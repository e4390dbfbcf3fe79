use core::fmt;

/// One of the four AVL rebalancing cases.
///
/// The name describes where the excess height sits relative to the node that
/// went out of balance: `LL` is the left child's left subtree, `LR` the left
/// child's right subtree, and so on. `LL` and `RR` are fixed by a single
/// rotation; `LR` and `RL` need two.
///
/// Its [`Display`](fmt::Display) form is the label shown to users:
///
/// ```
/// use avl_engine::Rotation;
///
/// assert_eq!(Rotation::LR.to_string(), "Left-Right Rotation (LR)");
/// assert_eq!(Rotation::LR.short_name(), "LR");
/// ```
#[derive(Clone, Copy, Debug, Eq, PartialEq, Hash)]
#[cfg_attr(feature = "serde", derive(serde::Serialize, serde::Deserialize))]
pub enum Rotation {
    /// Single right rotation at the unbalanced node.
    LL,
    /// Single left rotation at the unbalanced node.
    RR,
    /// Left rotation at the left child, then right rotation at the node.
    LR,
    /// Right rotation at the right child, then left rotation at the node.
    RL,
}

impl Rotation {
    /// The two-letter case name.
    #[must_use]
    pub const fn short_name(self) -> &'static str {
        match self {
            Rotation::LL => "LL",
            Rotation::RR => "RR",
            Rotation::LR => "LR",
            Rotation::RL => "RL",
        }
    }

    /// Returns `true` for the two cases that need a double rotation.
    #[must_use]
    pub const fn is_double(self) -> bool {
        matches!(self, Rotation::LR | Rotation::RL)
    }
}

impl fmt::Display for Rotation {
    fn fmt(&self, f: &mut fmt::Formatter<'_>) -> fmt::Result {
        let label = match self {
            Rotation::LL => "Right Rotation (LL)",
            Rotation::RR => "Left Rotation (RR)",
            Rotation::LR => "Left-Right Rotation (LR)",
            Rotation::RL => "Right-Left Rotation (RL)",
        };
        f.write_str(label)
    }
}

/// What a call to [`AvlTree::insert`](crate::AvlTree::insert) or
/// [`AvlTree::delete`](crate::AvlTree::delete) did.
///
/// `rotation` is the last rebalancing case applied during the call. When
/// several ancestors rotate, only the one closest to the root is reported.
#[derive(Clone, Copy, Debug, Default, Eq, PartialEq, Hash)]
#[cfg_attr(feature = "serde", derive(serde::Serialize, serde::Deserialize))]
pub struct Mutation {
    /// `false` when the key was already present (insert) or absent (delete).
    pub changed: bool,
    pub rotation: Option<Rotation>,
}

=====

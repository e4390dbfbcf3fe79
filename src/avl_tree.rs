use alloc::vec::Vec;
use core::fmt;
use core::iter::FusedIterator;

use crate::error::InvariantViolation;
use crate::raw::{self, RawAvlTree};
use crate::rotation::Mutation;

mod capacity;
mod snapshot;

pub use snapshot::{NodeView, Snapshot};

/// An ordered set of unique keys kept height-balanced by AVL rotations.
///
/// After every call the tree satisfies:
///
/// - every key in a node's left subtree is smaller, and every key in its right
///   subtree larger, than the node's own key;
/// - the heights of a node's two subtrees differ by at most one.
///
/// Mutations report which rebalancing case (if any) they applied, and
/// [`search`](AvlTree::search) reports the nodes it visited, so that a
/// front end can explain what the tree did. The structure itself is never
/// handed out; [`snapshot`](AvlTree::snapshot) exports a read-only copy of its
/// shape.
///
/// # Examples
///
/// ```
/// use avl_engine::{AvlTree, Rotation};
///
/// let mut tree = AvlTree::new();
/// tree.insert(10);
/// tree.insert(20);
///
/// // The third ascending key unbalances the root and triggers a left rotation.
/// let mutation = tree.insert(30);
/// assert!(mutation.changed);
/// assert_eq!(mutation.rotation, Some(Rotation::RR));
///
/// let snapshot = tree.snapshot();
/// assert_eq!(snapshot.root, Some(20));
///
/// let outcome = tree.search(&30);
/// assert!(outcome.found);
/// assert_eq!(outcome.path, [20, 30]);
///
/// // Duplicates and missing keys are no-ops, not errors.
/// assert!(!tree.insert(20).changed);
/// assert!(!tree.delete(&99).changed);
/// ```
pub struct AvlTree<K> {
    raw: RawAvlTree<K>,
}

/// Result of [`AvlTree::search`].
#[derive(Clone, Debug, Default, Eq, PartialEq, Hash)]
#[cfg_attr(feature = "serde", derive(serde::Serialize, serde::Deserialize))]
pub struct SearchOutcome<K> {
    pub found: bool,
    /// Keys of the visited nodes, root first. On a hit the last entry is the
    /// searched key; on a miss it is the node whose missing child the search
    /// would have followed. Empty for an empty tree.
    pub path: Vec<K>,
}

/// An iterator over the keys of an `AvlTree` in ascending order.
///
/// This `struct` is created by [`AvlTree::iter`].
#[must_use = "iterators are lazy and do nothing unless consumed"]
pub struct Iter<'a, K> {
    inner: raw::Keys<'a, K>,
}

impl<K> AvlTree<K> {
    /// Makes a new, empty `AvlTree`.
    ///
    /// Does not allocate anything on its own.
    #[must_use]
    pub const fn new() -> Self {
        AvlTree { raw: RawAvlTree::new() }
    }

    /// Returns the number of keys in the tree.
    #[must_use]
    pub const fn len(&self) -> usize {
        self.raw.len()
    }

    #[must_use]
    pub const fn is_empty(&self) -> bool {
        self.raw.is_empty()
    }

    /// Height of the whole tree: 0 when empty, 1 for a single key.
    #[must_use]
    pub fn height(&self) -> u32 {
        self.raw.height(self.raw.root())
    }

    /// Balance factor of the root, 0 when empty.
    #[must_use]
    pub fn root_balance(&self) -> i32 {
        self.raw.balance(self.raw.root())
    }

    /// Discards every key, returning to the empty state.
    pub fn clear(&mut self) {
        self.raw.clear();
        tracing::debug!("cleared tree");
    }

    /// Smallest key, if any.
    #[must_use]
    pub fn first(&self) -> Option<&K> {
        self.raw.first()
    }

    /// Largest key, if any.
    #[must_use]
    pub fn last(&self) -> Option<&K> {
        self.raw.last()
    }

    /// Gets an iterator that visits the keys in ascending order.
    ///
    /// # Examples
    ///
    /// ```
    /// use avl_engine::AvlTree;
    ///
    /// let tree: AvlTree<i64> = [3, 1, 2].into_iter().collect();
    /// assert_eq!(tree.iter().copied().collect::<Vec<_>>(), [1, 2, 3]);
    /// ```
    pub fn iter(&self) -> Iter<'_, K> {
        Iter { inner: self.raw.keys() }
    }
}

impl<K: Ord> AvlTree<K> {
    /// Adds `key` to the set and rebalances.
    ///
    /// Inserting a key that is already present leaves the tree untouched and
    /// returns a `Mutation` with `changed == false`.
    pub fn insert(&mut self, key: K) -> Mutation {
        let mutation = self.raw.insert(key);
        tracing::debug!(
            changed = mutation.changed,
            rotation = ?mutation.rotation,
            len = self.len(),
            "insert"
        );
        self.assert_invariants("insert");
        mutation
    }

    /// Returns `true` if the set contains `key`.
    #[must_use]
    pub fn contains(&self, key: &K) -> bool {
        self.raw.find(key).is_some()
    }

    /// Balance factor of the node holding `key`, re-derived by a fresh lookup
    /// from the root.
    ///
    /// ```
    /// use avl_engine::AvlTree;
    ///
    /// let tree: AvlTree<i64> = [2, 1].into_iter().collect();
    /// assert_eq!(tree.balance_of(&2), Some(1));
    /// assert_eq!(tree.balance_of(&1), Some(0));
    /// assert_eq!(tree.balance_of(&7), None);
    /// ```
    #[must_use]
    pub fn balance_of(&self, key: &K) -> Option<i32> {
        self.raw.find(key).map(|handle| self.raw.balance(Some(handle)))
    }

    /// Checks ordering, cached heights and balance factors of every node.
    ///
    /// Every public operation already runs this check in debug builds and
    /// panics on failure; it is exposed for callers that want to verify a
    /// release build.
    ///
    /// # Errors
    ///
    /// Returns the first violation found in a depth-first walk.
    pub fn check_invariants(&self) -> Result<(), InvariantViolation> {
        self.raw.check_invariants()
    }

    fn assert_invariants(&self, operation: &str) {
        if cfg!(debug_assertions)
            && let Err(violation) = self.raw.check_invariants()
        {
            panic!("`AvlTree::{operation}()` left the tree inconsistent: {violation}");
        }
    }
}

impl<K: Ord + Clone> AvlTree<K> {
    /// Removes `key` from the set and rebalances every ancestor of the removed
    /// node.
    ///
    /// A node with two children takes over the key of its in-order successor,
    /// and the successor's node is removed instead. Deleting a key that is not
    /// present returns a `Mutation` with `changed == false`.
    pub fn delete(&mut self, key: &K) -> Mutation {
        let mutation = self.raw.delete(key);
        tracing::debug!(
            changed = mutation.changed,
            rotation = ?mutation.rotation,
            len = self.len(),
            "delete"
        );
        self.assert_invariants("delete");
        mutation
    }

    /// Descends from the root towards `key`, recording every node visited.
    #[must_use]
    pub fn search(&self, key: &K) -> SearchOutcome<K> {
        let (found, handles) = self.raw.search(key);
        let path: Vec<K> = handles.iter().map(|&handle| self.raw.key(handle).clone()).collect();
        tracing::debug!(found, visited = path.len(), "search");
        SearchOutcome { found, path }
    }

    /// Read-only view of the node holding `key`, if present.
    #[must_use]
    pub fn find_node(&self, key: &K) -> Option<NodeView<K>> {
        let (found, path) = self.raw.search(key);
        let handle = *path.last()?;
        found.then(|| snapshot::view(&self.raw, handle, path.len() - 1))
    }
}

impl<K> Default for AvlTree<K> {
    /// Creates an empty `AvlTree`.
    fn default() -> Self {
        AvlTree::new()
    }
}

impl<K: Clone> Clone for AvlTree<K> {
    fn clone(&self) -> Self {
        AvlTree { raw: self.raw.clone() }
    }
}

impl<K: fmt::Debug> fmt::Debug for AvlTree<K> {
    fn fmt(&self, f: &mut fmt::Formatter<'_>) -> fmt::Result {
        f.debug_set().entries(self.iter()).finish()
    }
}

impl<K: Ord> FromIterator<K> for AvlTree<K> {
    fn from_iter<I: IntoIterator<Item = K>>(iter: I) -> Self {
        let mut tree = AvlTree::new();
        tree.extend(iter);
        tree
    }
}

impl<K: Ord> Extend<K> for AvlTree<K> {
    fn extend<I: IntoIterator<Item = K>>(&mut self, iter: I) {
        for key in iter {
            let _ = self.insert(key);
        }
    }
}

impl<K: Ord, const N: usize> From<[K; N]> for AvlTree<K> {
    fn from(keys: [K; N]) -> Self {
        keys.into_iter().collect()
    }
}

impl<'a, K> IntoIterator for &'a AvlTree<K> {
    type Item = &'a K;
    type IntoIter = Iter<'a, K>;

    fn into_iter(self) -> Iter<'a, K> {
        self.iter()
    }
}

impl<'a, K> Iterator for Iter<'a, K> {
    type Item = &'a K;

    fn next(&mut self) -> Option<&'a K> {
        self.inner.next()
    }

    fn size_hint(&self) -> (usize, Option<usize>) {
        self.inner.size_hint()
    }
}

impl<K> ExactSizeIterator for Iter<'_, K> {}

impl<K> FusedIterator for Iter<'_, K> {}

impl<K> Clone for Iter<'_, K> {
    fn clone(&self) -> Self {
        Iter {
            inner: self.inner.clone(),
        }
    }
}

=====

• **Aim of the task**
From the listing above, the lines starting with the one that has "tree untouched and" and running through the one that has "a depth-first walk." should be copied exactly, ends included.

• **Solved problem**
    /// Inserting a key that is already present leaves the tree untouched and
    /// returns a `Mutation` with `changed == false`.
    pub fn insert(&mut self, key: K) -> Mutation {
        let mutation = self.raw.insert(key);
        tracing::debug!(
            changed = mutation.changed,
            rotation = ?mutation.rotation,
            len = self.len(),
            "insert"
        );
        self.assert_invariants("insert");
        mutation
    }

    /// Returns `true` if the set contains `key`.
    #[must_use]
    pub fn contains(&self, key: &K) -> bool {
        self.raw.find(key).is_some()
    }

    /// Balance factor of the node holding `key`, re-derived by a fresh lookup
    /// from the root.
    ///
    /// ```
    /// use avl_engine::AvlTree;
    ///
    /// let tree: AvlTree<i64> = [2, 1].into_iter().collect();
    /// assert_eq!(tree.balance_of(&2), Some(1));
    /// assert_eq!(tree.balance_of(&1), Some(0));
    /// assert_eq!(tree.balance_of(&7), None);
    /// ```
    #[must_use]
    pub fn balance_of(&self, key: &K) -> Option<i32> {
        self.raw.find(key).map(|handle| self.raw.balance(Some(handle)))
    }

    /// Checks ordering, cached heights and balance factors of every node.
    ///
    /// Every public operation already runs this check in debug builds and
    /// panics on failure; it is exposed for callers that want to verify a
    /// release build.
    ///
    /// # Errors
    ///
    /// Returns the first violation found in a depth-first walk.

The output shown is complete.